V-Tops, Extended

4 min read

Core idea

A V-top, extended is a V-top with a consolidation appended to the right side of the peak. Price climbs to a sharp top, falls part-way back along the mirror trendline, then pauses — drifting sideways or slightly down for several bars before breaking lower. The pause is the handle, and the handle is what makes the pattern tradable.

The extension is best understood as a bear flag hanging off the right side of a V-top. The first decline absorbs the most enthusiastic buyers; the handle is where reluctant longs hope for a rebound that never comes.
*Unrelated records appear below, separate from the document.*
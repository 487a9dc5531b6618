// SPDX-License-Identifier: Apache-2.0
// Copyright 2025 itsakeyfut
//
// Licensed under the Apache License, Version 2.0 (the "License");
// you may not use this file except in compliance with the License.
// You may obtain a copy of the License at
//
//     http://www.apache.org/licenses/LICENSE-2.0
//
// Unless required by applicable law or agreed to in writing, software
// distributed under the License is distributed on an "AS IS" BASIS,
// WITHOUT WARRANTIES OR CONDITIONS OF ANY KIND, either express or implied.
// See the License for the specific language governing permissions and
// limitations under the License.

//! On-disc ISO9660 structures
//!
//! Decoders over raw sector bytes. Every accessor checks lengths; nothing
//! is reinterpreted in place.

use bitflags::bitflags;
use chrono::{NaiveDate, NaiveDateTime};

use crate::core::cdrom::SECTOR_SIZE;
use crate::core::error::{CdRomError, Result};

/// Signature of every volume descriptor, at byte 1
pub const ISO_SIGNATURE: &[u8; 5] = b"CD001";

/// Volume descriptor type of the primary volume descriptor
pub const PRIMARY_DESCRIPTOR: u8 = 1;

/// Fixed part of a directory record, before the name
pub const DIR_RECORD_HEADER: usize = 33;

/// Fixed part of a path table entry, before the name
const PATH_ENTRY_HEADER: usize = 8;

fn u16_le(buf: &[u8], offset: usize) -> Option<u16> {
    Some(u16::from_le_bytes(*buf.get(offset..)?.first_chunk::<2>()?))
}

fn u32_le(buf: &[u8], offset: usize) -> Option<u32> {
    Some(u32::from_le_bytes(*buf.get(offset..)?.first_chunk::<4>()?))
}

/// True if `sector` starts with a volume descriptor header
pub fn is_volume_descriptor(sector: &[u8]) -> bool {
    sector.get(1..6) == Some(&ISO_SIGNATURE[..])
}

/// Primary volume descriptor
///
/// Holds the whole 2048-byte sector and decodes fields on demand.
#[derive(Debug, Clone)]
pub struct VolumeDescriptor {
    raw: Vec<u8>,
}

impl VolumeDescriptor {
    const VOLUME_ID: std::ops::Range<usize> = 40..72;
    const VOLUME_SPACE_SIZE: usize = 80;
    const PATH_TABLE_SIZE: usize = 132;
    const PATH_TABLE_L_LBA: usize = 140;
    const ROOT_RECORD: usize = 156;

    /// Decode a descriptor sector
    ///
    /// # Returns
    ///
    /// - `Ok(descriptor)` if the sector carries the `CD001` signature
    /// - `Err(CdRomError::InvalidFilesystem)` otherwise
    pub fn parse(sector: &[u8]) -> Result<Self> {
        if sector.len() < SECTOR_SIZE || !is_volume_descriptor(sector) {
            return Err(CdRomError::InvalidFilesystem);
        }
        Ok(Self {
            raw: sector[..SECTOR_SIZE].to_vec(),
        })
    }

    /// Descriptor type (1 for the primary volume descriptor)
    pub fn descriptor_type(&self) -> u8 {
        self.raw[0]
    }

    /// Volume label with trailing space padding removed
    pub fn volume_label(&self) -> String {
        let field = &self.raw[Self::VOLUME_ID];
        let end = field.iter().rposition(|&b| b != b' ').map_or(0, |i| i + 1);
        String::from_utf8_lossy(&field[..end]).into_owned()
    }

    /// Number of sectors in the volume
    pub fn volume_space_size(&self) -> u32 {
        u32_le(&self.raw, Self::VOLUME_SPACE_SIZE).unwrap_or(0)
    }

    /// Size of the path table in bytes
    pub fn path_table_size(&self) -> u32 {
        u32_le(&self.raw, Self::PATH_TABLE_SIZE).unwrap_or(0)
    }

    /// LBA of the little-endian path table
    pub fn path_table_lba(&self) -> u32 {
        u32_le(&self.raw, Self::PATH_TABLE_L_LBA).unwrap_or(0)
    }

    /// Directory record of the root directory
    pub fn root_record(&self) -> Option<DirectoryRecord> {
        DirectoryRecord::parse(&self.raw[Self::ROOT_RECORD..])
    }

    /// Raw descriptor sector
    pub fn as_bytes(&self) -> &[u8] {
        &self.raw
    }
}

bitflags! {
    /// Directory record file flags
    #[derive(Debug, Clone, Copy, PartialEq, Eq, Hash)]
    pub struct FileFlags: u8 {
        const HIDDEN = 0x01;
        const DIRECTORY = 0x02;
        const ASSOCIATED = 0x04;
        const RECORD = 0x08;
        const PROTECTION = 0x10;
        const MULTI_EXTENT = 0x80;
    }
}

/// One directory record
#[derive(Debug, Clone, PartialEq, Eq)]
pub struct DirectoryRecord {
    /// Total record length in bytes
    pub length: usize,
    /// First sector of the extent
    pub extent: u32,
    /// Extent size in bytes
    pub size: u32,
    /// Recording date and time
    pub recorded: Option<NaiveDateTime>,
    /// File flags
    pub flags: FileFlags,
    /// Identifier bytes (`0x00` for `.`, `0x01` for `..`)
    pub name: Vec<u8>,
}

impl DirectoryRecord {
    /// Decode the record at the start of `buf`
    ///
    /// # Returns
    ///
    /// `None` for a zero length byte (padding) or a record that does not
    /// fit in its own length or in `buf`.
    pub fn parse(buf: &[u8]) -> Option<Self> {
        let length = usize::from(*buf.first()?);
        if length < DIR_RECORD_HEADER || length > buf.len() {
            return None;
        }
        let name_len = usize::from(buf[32]);
        if DIR_RECORD_HEADER + name_len > length {
            return None;
        }
        Some(Self {
            length,
            extent: u32_le(buf, 2)?,
            size: u32_le(buf, 10)?,
            recorded: decode_datetime(buf.get(18..25)?),
            flags: FileFlags::from_bits_retain(buf[25]),
            name: buf[DIR_RECORD_HEADER..DIR_RECORD_HEADER + name_len].to_vec(),
        })
    }

    /// True for subdirectories (and the `.`/`..` markers)
    pub fn is_dir(&self) -> bool {
        self.flags.contains(FileFlags::DIRECTORY)
    }

    /// True for the `.` entry
    pub fn is_current(&self) -> bool {
        self.name == [0]
    }

    /// True for the `..` entry
    pub fn is_parent(&self) -> bool {
        self.name == [1]
    }

    /// Display name, with `.` and `..` for the marker entries
    pub fn display_name(&self) -> String {
        if self.is_current() {
            ".".to_string()
        } else if self.is_parent() {
            "..".to_string()
        } else {
            String::from_utf8_lossy(&self.name).into_owned()
        }
    }
}

/// Decode a 7-byte directory record timestamp
///
/// The GMT offset byte is ignored. Returns `None` for an all-zero or
/// invalid date.
pub fn decode_datetime(bytes: &[u8]) -> Option<NaiveDateTime> {
    let &[year, month, day, hour, minute, second, ..] = bytes else {
        return None;
    };
    NaiveDate::from_ymd_opt(1900 + i32::from(year), month.into(), day.into())?.and_hms_opt(
        hour.into(),
        minute.into(),
        second.into(),
    )
}

/// One path table entry
#[derive(Debug, Clone, PartialEq, Eq)]
pub struct PathTableEntry {
    /// Directory name (a single zero byte for the root)
    pub name: Vec<u8>,
    /// 1-based index of the parent directory
    pub parent: u16,
    /// First sector of the directory extent
    pub lba: u32,
}

/// Little-endian path table
#[derive(Debug, Clone, Default)]
pub struct PathTable {
    entries: Vec<PathTableEntry>,
}

impl PathTable {
    /// Decode `data`, which must be cut to the recorded table size
    ///
    /// Decoding stops at the first zero name length; a truncated entry is
    /// an error.
    pub fn parse(data: &[u8]) -> Result<Self> {
        let mut entries = Vec::new();
        let mut pos = 0;
        while pos + PATH_ENTRY_HEADER <= data.len() {
            let name_len = usize::from(data[pos]);
            if name_len == 0 {
                break;
            }
            let name_start = pos + PATH_ENTRY_HEADER;
            let name = data
                .get(name_start..name_start + name_len)
                .ok_or(CdRomError::InvalidFilesystem)?;
            entries.push(PathTableEntry {
                name: name.to_vec(),
                lba: u32_le(data, pos + 2).ok_or(CdRomError::InvalidFilesystem)?,
                parent: u16_le(data, pos + 6).ok_or(CdRomError::InvalidFilesystem)?,
            });
            pos = name_start + name_len + name_len % 2;
        }
        if entries.is_empty() {
            return Err(CdRomError::InvalidFilesystem);
        }
        log::debug!("ISO: {} directories in path table", entries.len());
        Ok(Self { entries })
    }

    /// Number of directories
    pub fn len(&self) -> usize {
        self.entries.len()
    }

    /// True if the table has no entries
    pub fn is_empty(&self) -> bool {
        self.entries.is_empty()
    }

    /// Entry at 1-based `index`
    pub fn entry(&self, index: usize) -> Option<&PathTableEntry> {
        self.entries.get(index.checked_sub(1)?)
    }

    /// All entries in table order
    pub fn entries(&self) -> &[PathTableEntry] {
        &self.entries
    }

    /// Full path of the directory at 1-based `index`
    ///
    /// Paths use `\` separators with a leading one; the root is `\`.
    /// Parent links must point to earlier entries, which bounds the walk.
    pub fn full_path(&self, index: usize) -> Option<String> {
        let mut names = Vec::new();
        let mut current = index;
        while current > 1 {
            let entry = self.entry(current)?;
            let parent = usize::from(entry.parent);
            if parent >= current {
                log::warn!("ISO: path table entry {} has parent {}", current, parent);
                return None;
            }
            names.push(String::from_utf8_lossy(&entry.name).into_owned());
            current = parent;
        }
        self.entry(1)?;

        let mut path = String::new();
        for name in names.iter().rev() {
            path.push('\\');
            path.push_str(name);
        }
        if path.is_empty() {
            path.push('\\');
        }
        Some(path)
    }

    /// Find the directory whose full path equals `path`, ignoring case
    ///
    /// # Returns
    ///
    /// The 1-based index and the entry
    pub fn find(&self, path: &str) -> Option<(usize, &PathTableEntry)> {
        (1..=self.entries.len()).find_map(|index| {
            let full = self.full_path(index)?;
            full.eq_ignore_ascii_case(path)
                .then(|| (index, &self.entries[index - 1]))
        })
    }
}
When price breaks the handle's lower boundary, the second decline begins — and that breakdown is the trade.

Why it matters

The plain V-top is structurally untradable because there is no in-pattern entry. The extended V-top fixes that. The handle provides:

  • A clear entry trigger (breakdown below the handle).
  • A defined stop (above the handle's high, often the most recent swing).
  • A price projection (handle height projected down from the breakdown, or half-height as Bulkowski's data prefers).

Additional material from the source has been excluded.